§ **Records from a collection**:
BEGIN

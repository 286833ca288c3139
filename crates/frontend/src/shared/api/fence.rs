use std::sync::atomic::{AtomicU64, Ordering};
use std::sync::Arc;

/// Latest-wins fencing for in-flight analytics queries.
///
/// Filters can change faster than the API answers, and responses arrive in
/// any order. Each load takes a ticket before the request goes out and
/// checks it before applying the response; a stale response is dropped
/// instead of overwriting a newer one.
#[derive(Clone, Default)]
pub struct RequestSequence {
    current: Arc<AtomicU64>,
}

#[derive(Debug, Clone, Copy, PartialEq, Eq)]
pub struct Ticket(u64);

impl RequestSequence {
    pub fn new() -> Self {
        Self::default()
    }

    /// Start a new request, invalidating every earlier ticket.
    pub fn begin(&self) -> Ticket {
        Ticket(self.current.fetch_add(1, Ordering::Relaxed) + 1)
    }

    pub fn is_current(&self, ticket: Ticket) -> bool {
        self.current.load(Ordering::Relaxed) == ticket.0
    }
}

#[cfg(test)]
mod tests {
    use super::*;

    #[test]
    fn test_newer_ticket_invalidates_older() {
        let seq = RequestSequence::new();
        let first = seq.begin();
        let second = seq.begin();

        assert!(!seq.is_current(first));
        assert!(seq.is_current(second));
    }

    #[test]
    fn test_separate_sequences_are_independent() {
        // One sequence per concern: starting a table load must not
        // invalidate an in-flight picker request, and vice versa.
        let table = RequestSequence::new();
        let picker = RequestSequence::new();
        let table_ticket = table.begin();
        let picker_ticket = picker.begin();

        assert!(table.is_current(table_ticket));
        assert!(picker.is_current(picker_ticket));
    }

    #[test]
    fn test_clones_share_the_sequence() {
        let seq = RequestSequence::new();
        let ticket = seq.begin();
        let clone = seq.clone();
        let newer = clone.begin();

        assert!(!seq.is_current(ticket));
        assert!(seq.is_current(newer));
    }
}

END

§ **What this task involves**:
Across all the records above, count the lines that contain "second" and reply with only the number.

§ **Expected answer**:
2